I decided to try to learn a bit about tin bashing so I bought a 2000 Dodge 4x4 which had been in an accident. Had a custom bumper which saved the grill and punched out the lights and damaged a bit of fenders.

I've been driving around the back roads with it just for fun, and one cold day in January as I was about 8 miles from home the trans went into neutral.
I ended up walking and checking each neighbor (none who were home) and finally someone came by and I borrowed a phone and called the wife for a tow.

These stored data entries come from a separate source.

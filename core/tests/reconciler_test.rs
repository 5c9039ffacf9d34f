use qpanel_core::{
    CallKey, HighlightScope, Reconciler, ReconcilerConfig, MAX_PARAM_SECS, MAX_RECORDS,
    MAX_REPEAT_COUNT,
};
use std::sync::Arc;
use serde_json::json;
use std::time::Duration;

fn snapshot(current: Option<(&str, &str, &str)>, recent: &[(&str, &str, &str)]) -> Vec<u8> {
    let call = |(name, location, at): (&str, &str, &str)| {
        json!({ "nomePaciente": name, "guicheOuSala": location, "dataHoraChamada": at })
    };
    let mut body = json!({
        "ultimasChamadas": recent.iter().copied().map(call).collect::<Vec<_>>(),
        "tempoExibicao": 15,
    });
    if let Some(current) = current {
        body["chamadaAtual"] = call(current);
    }
    serde_json::to_vec(&body).unwrap()
}

fn single(entry_id: &str, name: &str, at: &str) -> Vec<u8> {
    serde_json::to_vec(&json!({
        "entradaFilaId": entry_id,
        "clienteNome": name,
        "senha": "A1",
        "filaId": 1,
        "filaNome": "Triagem",
        "setorNome": "Recepção",
        "guicheOuSalaAtendimento": "Guichê 2",
        "timestamp": at,
    }))
    .unwrap()
}

async fn sleep_ms(ms: u64) {
    tokio::time::sleep(Duration::from_millis(ms)).await;
}

#[tokio::test(start_paused = true)]
async fn snapshot_highlight_expires_after_display_window() {
    let reconciler = Reconciler::default();
    let announcement = reconciler.apply_message(
        "1",
        &snapshot(Some(("Ana", "Sala 1", "2024-01-01T10:00:00Z")), &[]),
    );

    let view = reconciler.view("1").expect("queue created");
    assert_eq!(view.len(), 1);
    assert!(view.records[0].is_new);
    assert_eq!(view.records[0].subject_name, "Ana");
    let announcement = announcement.expect("current call is announced");
    assert_eq!(announcement.text, "Ana, Sala 1");
    assert_eq!(announcement.repeat_count, 1);

    sleep_ms(14_900).await;
    assert!(reconciler.view("1").unwrap().records[0].is_new);

    sleep_ms(200).await;
    let view = reconciler.view("1").unwrap();
    assert_eq!(view.len(), 1, "record is retained after the highlight ends");
    assert!(!view.records[0].is_new);
    assert_eq!(reconciler.pending_timers(), 0);
}

#[tokio::test(start_paused = true)]
async fn repeated_single_call_keeps_one_record_at_head() {
    let reconciler = Reconciler::default();
    reconciler.apply_message("1", &single("X", "Bruno", "2024-01-01T10:00:00"));
    reconciler.apply_message("1", &single("Y", "Carla", "2024-01-01T10:01:00"));
    let announcement = reconciler.apply_message("1", &single("X", "Bruno", "2024-01-01T10:02:00"));

    let view = reconciler.view("1").unwrap();
    assert_eq!(view.len(), 2);
    assert_eq!(view.records[0].key, CallKey::entry("X"));
    assert!(view.records[0].is_new);
    assert_eq!(view.new_count(), 1);
    assert_eq!(view.records[0].ticket.as_deref(), Some("A1"));
    assert_eq!(view.records[0].queue_name.as_deref(), Some("Triagem"));
    assert_eq!(announcement.unwrap().text, "Senha A1, Bruno, Guichê 2");

    // Single calls use a fixed 5s highlight
    sleep_ms(5_001).await;
    assert_eq!(reconciler.view("1").unwrap().new_count(), 0);
}

#[tokio::test(start_paused = true)]
async fn eleven_single_calls_evict_the_first() {
    let reconciler = Reconciler::default();
    for i in 0..11 {
        let at = format!("2024-01-01T10:{:02}:00", i);
        reconciler.apply_message("1", &single(&format!("E{}", i), "Paciente", &at));
    }
    let view = reconciler.view("1").unwrap();
    assert_eq!(view.len(), MAX_RECORDS);
    assert!(view.get(&CallKey::entry("E0")).is_none());
    assert_eq!(view.records[0].key, CallKey::entry("E10"));
}

#[tokio::test(start_paused = true)]
async fn snapshots_stay_sorted_bounded_and_deduplicated() {
    let reconciler = Reconciler::default();
    let history: Vec<(String, String)> = (0..9)
        .map(|i| (format!("P{}", i), format!("2024-01-01T09:{:02}:00Z", 10 + i)))
        .collect();
    let recent: Vec<(&str, &str, &str)> = history
        .iter()
        .map(|(n, t)| (n.as_str(), "Sala 2", t.as_str()))
        .collect();

    reconciler.apply_message("1", &snapshot(None, &recent[..5]));
    reconciler.apply_message("1", &snapshot(None, &recent[3..]));
    reconciler.apply_message(
        "1",
        &snapshot(Some(("Ana", "Sala 1", "2024-01-01T10:00:00Z")), &recent),
    );
    reconciler.apply_message(
        "1",
        &snapshot(Some(("Bia", "Sala 3", "2024-01-01T10:05:00Z")), &recent[..2]),
    );

    let view = reconciler.view("1").unwrap();
    assert_eq!(view.len(), MAX_RECORDS);
    assert!(view.is_sorted_desc());
    assert_eq!(view.records[0].subject_name, "Bia");
    assert_eq!(view.new_count(), 1);
    assert!(view.records[0].is_new);
    // The oldest history entry fell off
    assert!(view.records.iter().all(|r| r.subject_name != "P0"));
}

#[tokio::test(start_paused = true)]
async fn identical_snapshot_is_idempotent_but_renews_the_highlight() {
    let reconciler = Reconciler::default();
    let message = snapshot(
        Some(("Ana", "Sala 1", "2024-01-01T10:00:00Z")),
        &[("Bruno", "Sala 2", "2024-01-01T09:50:00Z")],
    );

    reconciler.apply_message("1", &message);
    let first = reconciler.view("1").unwrap();

    sleep_ms(10_000).await;
    let again = reconciler.apply_message("1", &message);
    assert_eq!(reconciler.view("1").unwrap(), first);
    assert!(again.is_some(), "re-delivered current call is announced again");

    // The first window would have ended at 15s; the renewed one ends at 25s
    sleep_ms(10_000).await;
    assert!(reconciler.view("1").unwrap().records[0].is_new);
    sleep_ms(5_001).await;
    assert_eq!(reconciler.view("1").unwrap().new_count(), 0);
}

#[tokio::test(start_paused = true)]
async fn recent_calls_never_overwrite_existing_flags() {
    let reconciler = Reconciler::default();
    reconciler.apply_message(
        "1",
        &snapshot(Some(("Ana", "Sala 1", "2024-01-01T10:00:00Z")), &[]),
    );
    // History-only snapshot that includes Ana again
    let announcement = reconciler.apply_message(
        "1",
        &snapshot(None, &[("Ana", "Sala 1", "2024-01-01T10:00:00Z")]),
    );
    assert!(announcement.is_none());
    let view = reconciler.view("1").unwrap();
    assert_eq!(view.len(), 1);
    assert!(view.records[0].is_new);
}

#[tokio::test(start_paused = true)]
async fn malformed_messages_are_no_ops() {
    let reconciler = Reconciler::default();
    reconciler.apply_message(
        "1",
        &snapshot(Some(("Ana", "Sala 1", "2024-01-01T10:00:00Z")), &[]),
    );
    let before = reconciler.view("1").unwrap();

    let bad: Vec<Vec<u8>> = vec![
        b"not json".to_vec(),
        b"[1,2,3]".to_vec(),
        br#"{"foo": 1}"#.to_vec(),
        // One bad entry rejects the whole snapshot
        snapshot(
            Some(("Bia", "Sala 1", "2024-01-01T10:05:00Z")),
            &[("", "Sala 2", "2024-01-01T09:00:00Z")],
        ),
        snapshot(Some(("Bia", "Sala 1", "ontem")), &[]),
        single("", "Carla", "2024-01-01T10:00:00"),
        single("Z", "Carla", "not a time"),
    ];
    for message in bad {
        assert!(reconciler.apply_message("1", &message).is_none());
    }
    assert_eq!(reconciler.view("1").unwrap(), before);
}

#[tokio::test(start_paused = true)]
async fn silent_snapshot_and_voice_template() {
    let reconciler = Reconciler::new(ReconcilerConfig {
        repeat_interval: Duration::from_secs(7),
        ..ReconcilerConfig::default()
    });
    let quiet = serde_json::to_vec(&json!({
        "chamadaAtual": { "nomePaciente": "Ana", "guicheOuSala": "Sala 1", "dataHoraChamada": "2024-01-01T10:00:00Z" },
        "sinalizacaoSonora": false,
    }))
    .unwrap();
    assert!(reconciler.apply_message("1", &quiet).is_none());
    assert!(reconciler.view("1").unwrap().records[0].is_new);

    let templated = serde_json::to_vec(&json!({
        "chamadaAtual": { "nomePaciente": "Bia", "guicheOuSala": "Sala 4", "dataHoraChamada": "2024-01-01T10:01:00Z" },
        "mensagemVocalizacao": "Atenção {nome}, dirija-se à {local}",
        "repeticoes": 3,
    }))
    .unwrap();
    let announcement = reconciler.apply_message("1", &templated).unwrap();
    assert_eq!(announcement.text, "Atenção Bia, dirija-se à Sala 4");
    assert_eq!(announcement.repeat_count, 3);
    assert_eq!(announcement.repeat_interval_secs, 7);
}

#[tokio::test(start_paused = true)]
async fn extreme_snapshot_parameters_are_capped() {
    let reconciler = Arc::new(Reconciler::default());
    let message = serde_json::to_vec(&json!({
        "chamadaAtual": { "nomePaciente": "Ana", "guicheOuSala": "Sala 1", "dataHoraChamada": "2024-01-01T10:00:00Z" },
        "tempoExibicao": 1e30,
        "intervaloRepeticao": 1e19,
        "repeticoes": 1_000_000_000i64,
    }))
    .unwrap();

    // Runs where the panel runs it: on a consumer task
    let task_reconciler = Arc::clone(&reconciler);
    let announcement = tokio::spawn(async move { task_reconciler.apply_message("1", &message) })
        .await
        .expect("consumer task survives")
        .expect("current call is announced");
    assert_eq!(announcement.repeat_count, MAX_REPEAT_COUNT);
    assert_eq!(announcement.repeat_interval_secs, MAX_PARAM_SECS);

    sleep_ms(MAX_PARAM_SECS * 1_000 - 100).await;
    assert!(reconciler.view("1").unwrap().records[0].is_new);
    sleep_ms(200).await;
    assert!(!reconciler.view("1").unwrap().records[0].is_new);
}

#[tokio::test(start_paused = true)]
async fn single_call_echoed_by_snapshot_is_not_duplicated() {
    let reconciler = Reconciler::default();
    reconciler.apply_message("1", &single("X", "Bruno", "2024-01-01T10:00:00Z"));
    reconciler.apply_message(
        "1",
        &snapshot(
            None,
            &[
                ("Bruno", "Guichê 2", "2024-01-01T10:00:00Z"),
                ("Ana", "Sala 1", "2024-01-01T09:00:00Z"),
            ],
        ),
    );

    let view = reconciler.view("1").unwrap();
    assert_eq!(view.len(), 2);
    assert!(view.is_sorted_desc());
    assert_eq!(view.records[0].key, CallKey::entry("X"));
    assert_eq!(view.records[0].ticket.as_deref(), Some("A1"));
}

#[tokio::test(start_paused = true)]
async fn stale_current_call_is_not_announced() {
    let reconciler = Reconciler::default();
    for i in 0..MAX_RECORDS {
        reconciler.apply_message(
            "1",
            &single(&format!("E{}", i), "Paciente", &format!("2024-01-01T11:{:02}:00", i)),
        );
    }
    let announcement = reconciler.apply_message(
        "1",
        &snapshot(Some(("Antigo", "Sala 1", "2024-01-01T08:00:00Z")), &[]),
    );
    assert!(announcement.is_none());
    let view = reconciler.view("1").unwrap();
    assert!(view.records.iter().all(|r| r.subject_name != "Antigo"));
}

#[tokio::test(start_paused = true)]
async fn queues_are_independent_under_queue_scope() {
    let reconciler = Reconciler::default();
    reconciler.apply_message("1", &single("A", "Ana", "2024-01-01T10:00:00"));
    reconciler.apply_message("2", &single("B", "Bia", "2024-01-01T10:00:01"));
    assert_eq!(reconciler.new_count(), 2);
    assert_eq!(reconciler.queues(), vec!["1".to_string(), "2".to_string()]);
}

#[tokio::test(start_paused = true)]
async fn panel_scope_keeps_one_highlight_across_queues() {
    let reconciler = Reconciler::new(ReconcilerConfig {
        highlight_scope: HighlightScope::Panel,
        ..ReconcilerConfig::default()
    });
    reconciler.apply_message(
        "1",
        &snapshot(Some(("Ana", "Sala 1", "2024-01-01T10:00:00Z")), &[]),
    );
    reconciler.apply_message("2", &single("B", "Bia", "2024-01-01T10:00:01"));

    assert_eq!(reconciler.new_count(), 1);
    assert_eq!(reconciler.view("1").unwrap().new_count(), 0);
    assert_eq!(reconciler.view("2").unwrap().new_count(), 1);
    // Queue 1's timer was cancelled along with its flag
    assert_eq!(reconciler.pending_timers(), 1);
}

#[tokio::test(start_paused = true)]
async fn change_notifications_and_teardown() {
    let reconciler = Reconciler::default();
    let mut changes = reconciler.subscribe_changes();

    reconciler.apply_message("1", &single("A", "Ana", "2024-01-01T10:00:00"));
    assert!(changes.has_changed().unwrap());
    changes.borrow_and_update();

    // Highlight expiry is a visible change too
    sleep_ms(5_001).await;
    assert!(changes.has_changed().unwrap());
    changes.borrow_and_update();

    // Malformed input is not
    reconciler.apply_message("1", b"{}");
    assert!(!changes.has_changed().unwrap());

    reconciler.apply_message("2", &single("B", "Bia", "2024-01-01T10:00:00"));
    assert!(reconciler.remove_queue("2"));
    assert!(reconciler.view("2").is_none());
    assert!(!reconciler.remove_queue("2"));

    reconciler.apply_message("1", &single("C", "Caio", "2024-01-01T10:01:00"));
    assert_eq!(reconciler.pending_timers(), 1);
    reconciler.clear();
    assert_eq!(reconciler.pending_timers(), 0);
    assert!(reconciler.queues().is_empty());
}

It's been parked in the snowbank while I completed the quad power steering, and put a shiny new grill on my truck, and finally we got it into the shop.
My nephew was full of dire predictions, as he has worked on GM automatics, and was grumbling about clutch packs, etc. I told him that this is old school and has bands that most people forget to adjust or don't even know about.
So we dropped the pan and cleaned out the crap and I welded a drain plug into the Trans pan. New filter installed, checked the band settings and honestly they were not bad at all. So I put it back together and decided to flush it. I have a bit over 500 liters of electrical transformer oil, which I use for Hydraulic oil. It is a clear clean mineral oil. From Wiki:
Quote:
Transformer oil or insulating oil is an oil that is stable at high temperatures and has excellent electrical insulating properties. It is used in oil-filled transformers, some types of high-voltage capacitors, fluorescent lamp ballasts, and some types of high-voltage switches and circuit breakers. Its functions are to insulate, suppress corona discharge and arcing, and to serve as a coolant.
I filled the trans with this oil and put it in gear and it wanted to go right now.
I put it in neutral so the oil would circulate and let it run for a while. Then put it through it's paces and checked all 4 gears and OD lockout.
All is perfect.
The oil seems clean still, and I will leave it alone until some parts come in. I want to replace the accumulator and spring, and the pressure transducer and pressure regulating solenoid. So I'll have the pan off for that.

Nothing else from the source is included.